» What this task involves: A word-for-word transcript of every entry is required.
**** Exercise data
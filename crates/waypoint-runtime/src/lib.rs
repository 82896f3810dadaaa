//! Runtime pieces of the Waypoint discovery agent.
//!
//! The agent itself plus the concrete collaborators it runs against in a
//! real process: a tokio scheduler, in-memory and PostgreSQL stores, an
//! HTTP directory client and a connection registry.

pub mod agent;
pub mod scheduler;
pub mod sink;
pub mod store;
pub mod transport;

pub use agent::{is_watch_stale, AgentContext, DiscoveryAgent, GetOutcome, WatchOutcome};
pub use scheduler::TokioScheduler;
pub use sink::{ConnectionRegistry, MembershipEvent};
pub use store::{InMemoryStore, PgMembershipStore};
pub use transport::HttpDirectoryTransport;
********
» Solution:
filename crates/waypoint-runtime/src/lib.rs
repository 82896f3810dadaaa
//! Runtime pieces of the Waypoint discovery agent.
//!
//! The agent itself plus the concrete collaborators it runs against in a
//! real process: a tokio scheduler, in-memory and PostgreSQL stores, an
//! HTTP directory client and a connection registry.

pub mod agent;
pub mod scheduler;
pub mod sink;
pub mod store;
pub mod transport;

pub use agent::{is_watch_stale, AgentContext, DiscoveryAgent, GetOutcome, WatchOutcome};
pub use scheduler::TokioScheduler;
pub use sink::{ConnectionRegistry, MembershipEvent};
pub use store::{InMemoryStore, PgMembershipStore};
pub use transport::HttpDirectoryTransport;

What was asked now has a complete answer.